━━ Data for this exercise

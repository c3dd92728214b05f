//! Shared SSE draining helper, ported from `sa_providers::sse`.
//!
//! Both concrete providers stream chunked HTTP bodies; each buffers bytes,
//! splits on blank-line-delimited `data:` events, and hands complete
//! payloads to a provider-specific parser.

/// Extract complete `data:` payloads from an SSE buffer. The buffer is
/// drained in place; any trailing partial event remains for next call.
pub(crate) fn drain_data_lines(buffer: &mut String) -> Vec<String> {
    let mut data_lines = Vec::new();

    while let Some(pos) = buffer.find("\n\n") {
        let block: String = buffer.drain(..pos).collect();
        buffer.drain(..2);

        for line in block.lines() {
            let line = line.trim();
            if let Some(data) = line.strip_prefix("data:") {
                let data = data.trim();
                if !data.is_empty() {
                    data_lines.push(data.to_string());
                }
            }
        }
    }

    data_lines
}

#[cfg(test)]
mod tests {
    use super::*;

    #[test]
    fn drains_complete_events() {
        let mut buf = String::from("data: first\n\ndata: second\n\n");
        let lines = drain_data_lines(&mut buf);
        assert_eq!(lines, vec!["first", "second"]);
        assert!(buf.is_empty());
    }

    #[test]
    fn partial_event_stays_buffered() {
        let mut buf = String::from("data: complete\n\ndata: partial");
        let lines = drain_data_lines(&mut buf);
        assert_eq!(lines, vec!["complete"]);
        assert_eq!(buf, "data: partial");
    }

    #[test]
    fn skips_non_data_lines() {
        let mut buf = String::from("event: ping\nid: 1\ndata: payload\n\n");
        let lines = drain_data_lines(&mut buf);
        assert_eq!(lines, vec!["payload"]);
    }

    #[test]
    fn skips_empty_data() {
        let mut buf = String::from("data: \n\n");
        assert!(drain_data_lines(&mut buf).is_empty());
    }
}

━━━━

**Task requirements**
As listed above, the lines from the line with "a provider-specific parser." to the line with "let line = line.trim();" are to be echoed exactly, with both ends included and nothing added.

**Problem solution**
//! payloads to a provider-specific parser.

/// Extract complete `data:` payloads from an SSE buffer. The buffer is
/// drained in place; any trailing partial event remains for next call.
pub(crate) fn drain_data_lines(buffer: &mut String) -> Vec<String> {
    let mut data_lines = Vec::new();

    while let Some(pos) = buffer.find("\n\n") {
        let block: String = buffer.drain(..pos).collect();
        buffer.drain(..2);

        for line in block.lines() {
            let line = line.trim();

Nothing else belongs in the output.